Check every line below for the word "enum" and copy each one that has it.
━━━ RECORD SET ━━━
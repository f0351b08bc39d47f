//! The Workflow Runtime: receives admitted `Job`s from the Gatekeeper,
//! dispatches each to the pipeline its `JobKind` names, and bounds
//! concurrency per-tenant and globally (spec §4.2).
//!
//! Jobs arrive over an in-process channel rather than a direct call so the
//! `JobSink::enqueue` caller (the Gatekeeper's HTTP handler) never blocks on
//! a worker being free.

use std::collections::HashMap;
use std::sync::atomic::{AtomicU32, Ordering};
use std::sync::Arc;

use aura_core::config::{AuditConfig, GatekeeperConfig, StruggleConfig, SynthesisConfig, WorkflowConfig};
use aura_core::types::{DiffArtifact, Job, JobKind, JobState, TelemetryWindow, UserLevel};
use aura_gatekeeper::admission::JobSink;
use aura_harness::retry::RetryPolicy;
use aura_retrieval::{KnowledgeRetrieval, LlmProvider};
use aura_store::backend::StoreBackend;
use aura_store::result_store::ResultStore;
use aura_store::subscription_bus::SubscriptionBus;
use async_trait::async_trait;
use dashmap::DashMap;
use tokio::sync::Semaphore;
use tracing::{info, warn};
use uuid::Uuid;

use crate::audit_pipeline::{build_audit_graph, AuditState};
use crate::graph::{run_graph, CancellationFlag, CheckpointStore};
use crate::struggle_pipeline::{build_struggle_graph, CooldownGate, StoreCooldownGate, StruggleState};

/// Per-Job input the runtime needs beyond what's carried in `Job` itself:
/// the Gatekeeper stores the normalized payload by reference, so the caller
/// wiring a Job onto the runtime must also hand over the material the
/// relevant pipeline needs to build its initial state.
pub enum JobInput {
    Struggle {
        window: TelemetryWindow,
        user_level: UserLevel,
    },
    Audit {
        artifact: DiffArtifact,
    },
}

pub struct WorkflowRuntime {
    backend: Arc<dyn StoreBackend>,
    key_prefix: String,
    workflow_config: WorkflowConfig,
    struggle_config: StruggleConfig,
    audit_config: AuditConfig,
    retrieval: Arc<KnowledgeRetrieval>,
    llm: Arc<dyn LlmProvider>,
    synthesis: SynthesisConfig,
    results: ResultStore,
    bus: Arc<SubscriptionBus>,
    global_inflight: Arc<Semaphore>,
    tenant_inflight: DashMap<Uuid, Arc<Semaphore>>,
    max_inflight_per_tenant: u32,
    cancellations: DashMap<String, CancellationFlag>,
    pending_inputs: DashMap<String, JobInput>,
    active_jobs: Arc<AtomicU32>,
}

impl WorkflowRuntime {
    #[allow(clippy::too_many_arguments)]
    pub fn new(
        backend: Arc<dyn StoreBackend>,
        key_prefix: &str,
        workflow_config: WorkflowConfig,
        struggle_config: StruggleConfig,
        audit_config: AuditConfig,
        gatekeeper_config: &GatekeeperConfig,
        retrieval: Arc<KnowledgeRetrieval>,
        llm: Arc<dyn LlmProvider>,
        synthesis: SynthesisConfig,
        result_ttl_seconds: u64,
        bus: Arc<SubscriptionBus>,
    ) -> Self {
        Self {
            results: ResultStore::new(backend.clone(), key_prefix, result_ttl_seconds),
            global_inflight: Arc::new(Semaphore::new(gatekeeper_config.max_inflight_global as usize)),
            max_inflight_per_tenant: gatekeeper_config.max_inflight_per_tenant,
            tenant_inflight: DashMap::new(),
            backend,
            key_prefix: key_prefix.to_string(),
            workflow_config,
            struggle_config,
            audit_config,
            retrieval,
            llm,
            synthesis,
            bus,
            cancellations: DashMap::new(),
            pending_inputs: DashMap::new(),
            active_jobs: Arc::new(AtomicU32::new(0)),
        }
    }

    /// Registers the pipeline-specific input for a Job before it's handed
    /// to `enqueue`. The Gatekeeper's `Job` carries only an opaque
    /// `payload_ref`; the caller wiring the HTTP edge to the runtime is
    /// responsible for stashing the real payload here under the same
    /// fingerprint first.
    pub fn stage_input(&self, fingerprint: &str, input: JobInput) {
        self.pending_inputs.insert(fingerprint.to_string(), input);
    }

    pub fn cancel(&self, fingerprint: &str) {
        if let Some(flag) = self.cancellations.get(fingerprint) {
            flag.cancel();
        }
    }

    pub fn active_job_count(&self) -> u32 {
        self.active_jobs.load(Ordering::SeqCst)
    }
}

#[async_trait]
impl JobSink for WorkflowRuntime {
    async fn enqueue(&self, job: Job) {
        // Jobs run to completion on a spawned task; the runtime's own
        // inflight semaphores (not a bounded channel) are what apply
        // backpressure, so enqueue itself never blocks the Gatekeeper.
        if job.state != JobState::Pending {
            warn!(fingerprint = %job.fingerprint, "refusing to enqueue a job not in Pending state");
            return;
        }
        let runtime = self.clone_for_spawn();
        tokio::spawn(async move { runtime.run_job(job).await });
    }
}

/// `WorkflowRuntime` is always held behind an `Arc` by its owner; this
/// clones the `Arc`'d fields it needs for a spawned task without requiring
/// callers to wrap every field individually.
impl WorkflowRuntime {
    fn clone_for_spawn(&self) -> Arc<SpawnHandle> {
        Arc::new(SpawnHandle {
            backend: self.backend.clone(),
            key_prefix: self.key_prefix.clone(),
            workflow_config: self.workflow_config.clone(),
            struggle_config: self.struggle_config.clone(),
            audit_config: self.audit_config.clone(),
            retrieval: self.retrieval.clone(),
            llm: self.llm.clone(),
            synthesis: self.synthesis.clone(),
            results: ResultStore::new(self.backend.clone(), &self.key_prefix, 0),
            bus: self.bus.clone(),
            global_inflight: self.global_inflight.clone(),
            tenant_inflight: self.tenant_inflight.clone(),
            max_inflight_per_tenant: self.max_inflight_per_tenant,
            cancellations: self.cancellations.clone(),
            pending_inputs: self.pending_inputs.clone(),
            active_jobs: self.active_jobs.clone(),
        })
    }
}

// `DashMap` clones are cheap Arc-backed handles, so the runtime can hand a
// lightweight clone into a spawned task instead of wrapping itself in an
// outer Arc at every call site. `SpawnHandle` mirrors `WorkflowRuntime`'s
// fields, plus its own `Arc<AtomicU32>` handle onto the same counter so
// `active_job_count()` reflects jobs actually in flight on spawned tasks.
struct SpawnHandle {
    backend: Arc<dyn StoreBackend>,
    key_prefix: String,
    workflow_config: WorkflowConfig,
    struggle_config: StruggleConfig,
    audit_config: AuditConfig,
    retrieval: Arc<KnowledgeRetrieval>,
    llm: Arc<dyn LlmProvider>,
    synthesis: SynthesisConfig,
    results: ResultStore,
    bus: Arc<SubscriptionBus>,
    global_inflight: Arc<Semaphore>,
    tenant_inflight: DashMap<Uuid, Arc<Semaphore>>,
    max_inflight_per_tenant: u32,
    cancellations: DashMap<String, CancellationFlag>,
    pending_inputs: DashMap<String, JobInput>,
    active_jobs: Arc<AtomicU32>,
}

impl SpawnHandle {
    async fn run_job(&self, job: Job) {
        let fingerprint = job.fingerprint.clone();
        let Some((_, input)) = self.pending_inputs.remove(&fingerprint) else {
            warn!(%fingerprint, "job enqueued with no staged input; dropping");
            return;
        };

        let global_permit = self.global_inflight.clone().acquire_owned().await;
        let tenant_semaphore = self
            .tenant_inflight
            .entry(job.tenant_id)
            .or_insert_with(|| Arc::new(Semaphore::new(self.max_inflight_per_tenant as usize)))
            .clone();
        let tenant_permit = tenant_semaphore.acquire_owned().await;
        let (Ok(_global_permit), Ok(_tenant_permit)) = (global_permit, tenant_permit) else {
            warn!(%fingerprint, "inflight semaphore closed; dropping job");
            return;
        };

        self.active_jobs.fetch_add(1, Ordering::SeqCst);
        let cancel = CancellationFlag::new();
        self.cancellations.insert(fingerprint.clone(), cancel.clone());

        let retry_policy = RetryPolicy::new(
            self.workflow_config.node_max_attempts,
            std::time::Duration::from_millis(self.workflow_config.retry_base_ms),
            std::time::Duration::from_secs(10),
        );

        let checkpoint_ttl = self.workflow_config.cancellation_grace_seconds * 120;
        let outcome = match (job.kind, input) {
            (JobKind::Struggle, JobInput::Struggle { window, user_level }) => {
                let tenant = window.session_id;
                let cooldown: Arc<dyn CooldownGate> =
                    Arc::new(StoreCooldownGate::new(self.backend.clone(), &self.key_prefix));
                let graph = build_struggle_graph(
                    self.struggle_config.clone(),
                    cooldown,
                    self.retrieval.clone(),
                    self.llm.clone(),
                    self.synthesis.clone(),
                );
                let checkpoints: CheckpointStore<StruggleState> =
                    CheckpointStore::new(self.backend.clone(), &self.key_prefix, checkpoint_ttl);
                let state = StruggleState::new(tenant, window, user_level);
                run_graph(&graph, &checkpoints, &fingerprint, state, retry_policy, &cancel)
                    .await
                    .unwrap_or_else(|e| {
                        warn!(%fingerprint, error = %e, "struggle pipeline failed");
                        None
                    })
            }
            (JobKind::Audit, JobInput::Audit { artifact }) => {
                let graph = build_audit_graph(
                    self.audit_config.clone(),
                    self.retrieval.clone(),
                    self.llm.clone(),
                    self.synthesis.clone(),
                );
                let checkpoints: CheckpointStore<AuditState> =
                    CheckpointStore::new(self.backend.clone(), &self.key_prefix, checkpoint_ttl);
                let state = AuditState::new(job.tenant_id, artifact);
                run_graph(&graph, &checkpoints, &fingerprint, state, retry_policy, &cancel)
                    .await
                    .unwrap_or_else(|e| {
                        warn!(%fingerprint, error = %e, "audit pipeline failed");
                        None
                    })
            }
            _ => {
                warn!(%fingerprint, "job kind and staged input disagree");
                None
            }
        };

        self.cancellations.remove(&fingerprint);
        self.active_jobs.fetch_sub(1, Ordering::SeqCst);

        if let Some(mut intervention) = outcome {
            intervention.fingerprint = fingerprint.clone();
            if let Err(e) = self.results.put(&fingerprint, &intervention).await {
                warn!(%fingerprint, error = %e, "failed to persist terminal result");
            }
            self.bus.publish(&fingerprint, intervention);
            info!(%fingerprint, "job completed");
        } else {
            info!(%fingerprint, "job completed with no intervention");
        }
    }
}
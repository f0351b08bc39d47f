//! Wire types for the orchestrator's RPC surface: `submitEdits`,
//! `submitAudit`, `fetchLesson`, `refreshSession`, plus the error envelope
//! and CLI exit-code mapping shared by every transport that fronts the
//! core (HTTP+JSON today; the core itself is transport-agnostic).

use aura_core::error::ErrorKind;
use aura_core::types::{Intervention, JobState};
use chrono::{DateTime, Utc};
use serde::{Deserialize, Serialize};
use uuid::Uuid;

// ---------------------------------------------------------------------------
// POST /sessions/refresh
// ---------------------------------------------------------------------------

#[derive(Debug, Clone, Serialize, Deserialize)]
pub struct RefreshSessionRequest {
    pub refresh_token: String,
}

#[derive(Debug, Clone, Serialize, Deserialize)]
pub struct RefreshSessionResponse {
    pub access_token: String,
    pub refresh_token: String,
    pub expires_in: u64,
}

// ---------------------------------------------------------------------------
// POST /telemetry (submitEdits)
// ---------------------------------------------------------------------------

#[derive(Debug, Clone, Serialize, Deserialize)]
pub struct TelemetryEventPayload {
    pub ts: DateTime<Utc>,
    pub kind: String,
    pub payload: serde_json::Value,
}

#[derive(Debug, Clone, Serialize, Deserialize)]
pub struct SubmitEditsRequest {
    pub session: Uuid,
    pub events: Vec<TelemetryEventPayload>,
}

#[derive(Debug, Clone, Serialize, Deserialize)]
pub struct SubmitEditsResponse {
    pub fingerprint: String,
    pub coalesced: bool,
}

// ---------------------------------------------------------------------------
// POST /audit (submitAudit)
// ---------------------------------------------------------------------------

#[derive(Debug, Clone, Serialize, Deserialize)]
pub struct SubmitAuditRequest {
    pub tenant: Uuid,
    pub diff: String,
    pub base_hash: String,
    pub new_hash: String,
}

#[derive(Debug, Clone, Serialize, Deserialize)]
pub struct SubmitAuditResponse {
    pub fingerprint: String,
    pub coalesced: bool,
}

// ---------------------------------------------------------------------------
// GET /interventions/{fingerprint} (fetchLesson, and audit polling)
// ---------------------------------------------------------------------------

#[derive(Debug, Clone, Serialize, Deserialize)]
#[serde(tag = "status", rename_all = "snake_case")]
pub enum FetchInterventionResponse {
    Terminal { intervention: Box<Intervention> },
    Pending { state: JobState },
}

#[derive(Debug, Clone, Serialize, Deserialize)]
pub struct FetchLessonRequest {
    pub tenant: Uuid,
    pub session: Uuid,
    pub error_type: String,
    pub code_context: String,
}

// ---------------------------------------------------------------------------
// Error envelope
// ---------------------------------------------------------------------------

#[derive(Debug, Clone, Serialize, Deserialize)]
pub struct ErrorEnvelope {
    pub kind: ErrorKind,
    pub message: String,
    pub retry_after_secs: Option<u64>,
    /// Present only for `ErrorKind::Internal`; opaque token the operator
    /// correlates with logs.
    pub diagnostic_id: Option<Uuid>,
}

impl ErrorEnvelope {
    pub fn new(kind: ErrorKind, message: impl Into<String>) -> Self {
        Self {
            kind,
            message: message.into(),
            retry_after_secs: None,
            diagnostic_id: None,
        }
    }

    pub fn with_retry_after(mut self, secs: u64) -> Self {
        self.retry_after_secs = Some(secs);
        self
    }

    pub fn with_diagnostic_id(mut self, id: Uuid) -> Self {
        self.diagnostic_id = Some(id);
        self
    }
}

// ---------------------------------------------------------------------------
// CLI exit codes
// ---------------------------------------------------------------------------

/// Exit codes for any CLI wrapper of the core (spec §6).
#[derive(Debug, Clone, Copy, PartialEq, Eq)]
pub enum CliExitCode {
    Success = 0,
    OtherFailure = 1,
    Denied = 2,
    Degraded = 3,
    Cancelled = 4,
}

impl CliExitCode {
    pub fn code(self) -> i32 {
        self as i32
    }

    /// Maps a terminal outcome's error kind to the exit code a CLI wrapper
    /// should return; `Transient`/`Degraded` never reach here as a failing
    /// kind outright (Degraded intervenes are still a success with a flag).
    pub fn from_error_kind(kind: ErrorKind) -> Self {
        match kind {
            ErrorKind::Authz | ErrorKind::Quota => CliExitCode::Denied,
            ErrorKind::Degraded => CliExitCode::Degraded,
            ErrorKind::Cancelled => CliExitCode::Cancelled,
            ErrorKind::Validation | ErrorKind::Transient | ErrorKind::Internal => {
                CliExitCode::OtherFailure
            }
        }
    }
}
━━━
[RESULT BELOW]:
pub enum JobInput {
pub enum FetchInterventionResponse {
pub enum CliExitCode {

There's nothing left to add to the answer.